Return all the lines below in which the string "names" appears.

Start of Extracted records

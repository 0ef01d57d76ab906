//! Integration tests for the certgen CLI
//!
//! These tests drive `generate_command` the way the binary does:
//! recipients file -> rendered PDFs -> output plugins.

use std::fs;
use std::path::{Path, PathBuf};

use certgen_cli::{format_status, generate_command, GenerateArgs, OutputFormat};
use certgen_model::{OutcomeStatus, RenderStatus};
use tempfile::TempDir;

const TEMPLATE: &str = "= Certificate\n\n{{name}} completed {{course}} on {{date}}.\n";

const RECIPIENTS: &str = "name,date,course
John Doe,2023-10-01,Mathematics
Jane Smith,2023-10-02,Physics
";

struct Fixture {
    dir: TempDir,
}

impl Fixture {
    fn new() -> Self {
        let dir = TempDir::new().unwrap();
        fs::write(dir.path().join("certificate.typ"), TEMPLATE).unwrap();
        fs::write(dir.path().join("recipients.csv"), RECIPIENTS).unwrap();
        Self { dir }
    }

    fn path(&self, name: &str) -> PathBuf {
        self.dir.path().join(name)
    }

    fn write(&self, name: &str, content: &str) -> PathBuf {
        let path = self.path(name);
        fs::write(&path, content).unwrap();
        path
    }

    fn args(&self) -> GenerateArgs {
        GenerateArgs {
            recipients: self.path("recipients.csv"),
            sheet: None,
            template: self.path("certificate.typ"),
            plugins_config: None,
            metadata: None,
            tmp_folder: Some(self.path("tmp")),
            plugins_dir: None,
            config: None,
            format: OutputFormat::Text,
        }
    }
}

fn pdfs_in(dir: &Path) -> Vec<String> {
    let mut names: Vec<String> = fs::read_dir(dir)
        .unwrap()
        .map(|e| e.unwrap().file_name().to_string_lossy().into_owned())
        .filter(|name| name.ends_with(".pdf"))
        .collect();
    names.sort();
    names
}

#[tokio::test]
async fn test_generate_without_plugins() {
    let fx = Fixture::new();
    let status = generate_command(&fx.args()).await.unwrap();

    assert_eq!(status.status, OutcomeStatus::Success, "{}", status.message);
    assert_eq!(status.records.len(), 2);
    let temp_dir = status.temp_dir.clone().unwrap();
    assert!(temp_dir.starts_with(fx.path("tmp")));
    assert_eq!(pdfs_in(&temp_dir), vec!["0.pdf", "1.pdf"]);
}

#[tokio::test]
async fn test_generate_with_local_plugin() {
    let fx = Fixture::new();
    let out = fx.path("certificates");
    let plugins = fx.write(
        "plugins.json",
        &format!(
            r#"{{ "local": {{ "output_folder": {:?}, "output_filename_col": "name" }} }}"#,
            out.display().to_string()
        ),
    );

    let mut args = fx.args();
    args.plugins_config = Some(plugins);
    let status = generate_command(&args).await.unwrap();

    assert_eq!(status.status, OutcomeStatus::Success, "{}", format_status(&status));
    assert_eq!(status.extensions.len(), 1);
    assert_eq!(pdfs_in(&out), vec!["Jane Smith.pdf", "John Doe.pdf"]);
}

#[tokio::test]
async fn test_script_plugin_and_metadata() {
    let fx = Fixture::new();
    let plugins_dir = fx.path("plugins");
    fs::create_dir(&plugins_dir).unwrap();
    fs::write(
        plugins_dir.join("roster.rhai"),
        r#"
fn required_fields() { #{ file: "required" } }

fn run(settings, artifacts, data, metadata) {
    let names = [];
    for artifact in artifacts {
        names.push(data[artifact.record + 1][0]);
    }
    write_text(settings.file, `${metadata.extras.event}|${names}`);
    #{ status: "success", message: "roster written" }
}
"#,
    )
    .unwrap();

    let roster = fx.path("roster.txt");
    let mut args = fx.args();
    args.plugins_dir = Some(plugins_dir);
    args.metadata = Some(fx.write("meta.toml", "event = \"RustConf\"\n"));
    args.plugins_config = Some(fx.write(
        "plugins.json",
        &format!(r#"{{ "roster": {{ "file": {:?} }} }}"#, roster.display().to_string()),
    ));

    let status = generate_command(&args).await.unwrap();
    assert_eq!(status.status, OutcomeStatus::Success, "{}", format_status(&status));

    let written = fs::read_to_string(roster).unwrap();
    assert!(written.starts_with("RustConf|"));
    assert!(written.contains("John Doe"));
    assert!(written.contains("Jane Smith"));
}

#[tokio::test]
async fn test_missing_column_warns_per_record() {
    let fx = Fixture::new();
    fx.write(
        "recipients.csv",
        "name,date,course\nJohn Doe,2023-10-01\nJane Smith,2023-10-02,Physics\n",
    );

    let status = generate_command(&fx.args()).await.unwrap();
    assert_eq!(status.status, OutcomeStatus::Warning);
    assert_eq!(status.records[0].status, RenderStatus::MissingFields);
    assert!(status.records[1].is_success());
    assert!(format_status(&status).contains("record 1: missing fields"));
}

#[tokio::test]
async fn test_unknown_plugin_reported() {
    let fx = Fixture::new();
    let mut args = fx.args();
    args.plugins_config = Some(fx.write("plugins.json", r#"{ "email": { "to": "x" } }"#));

    let status = generate_command(&args).await.unwrap();
    assert_eq!(status.status, OutcomeStatus::Warning);
    assert_eq!(status.extensions[0].message, "Plugin not found or invalid.");
}

#[tokio::test]
async fn test_missing_template_fails_run() {
    let fx = Fixture::new();
    let mut args = fx.args();
    args.template = fx.path("missing.typ");

    let status = generate_command(&args).await.unwrap();
    assert!(status.is_failure());
    assert!(status.records.is_empty());
}

#[tokio::test]
async fn test_unsupported_recipients_format() {
    let fx = Fixture::new();
    let mut args = fx.args();
    args.recipients = fx.write("recipients.json", "[]");

    let err = generate_command(&args).await.unwrap_err();
    assert!(format!("{:#}", err).contains("recipients.json"));
    assert!(!fx.path("tmp").exists());
}

#[tokio::test]
async fn test_missing_plugins_dir_is_fatal() {
    let fx = Fixture::new();
    let mut args = fx.args();
    args.plugins_dir = Some(fx.path("no-such-dir"));

    assert!(generate_command(&args).await.is_err());
}

#[tokio::test]
async fn test_config_file_settings() {
    let fx = Fixture::new();
    fx.write(
        "certificate.typ",
        "= Certificate\n\n<<name>> completed <<course>> on <<date>> for <<issuer>>.\n",
    );
    let config = fx.write(
        "certgen.toml",
        r#"
[output]
keep_artifacts = false

[render]
delimiter_start = "<<"
delimiter_end = ">>"

[constants]
issuer = "Rust Foundation"
"#,
    );

    let mut args = fx.args();
    args.config = Some(config);
    let status = generate_command(&args).await.unwrap();

    assert_eq!(status.status, OutcomeStatus::Success, "{}", format_status(&status));
    assert!(!status.temp_dir.unwrap().exists());
}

End of Extracted records

_Answer for the task:_
    let mut names: Vec<String> = fs::read_dir(dir)
    names.sort();
    names
    let names = [];
        names.push(data[artifact.record + 1][0]);
    write_text(settings.file, `${metadata.extras.event}|${names}`);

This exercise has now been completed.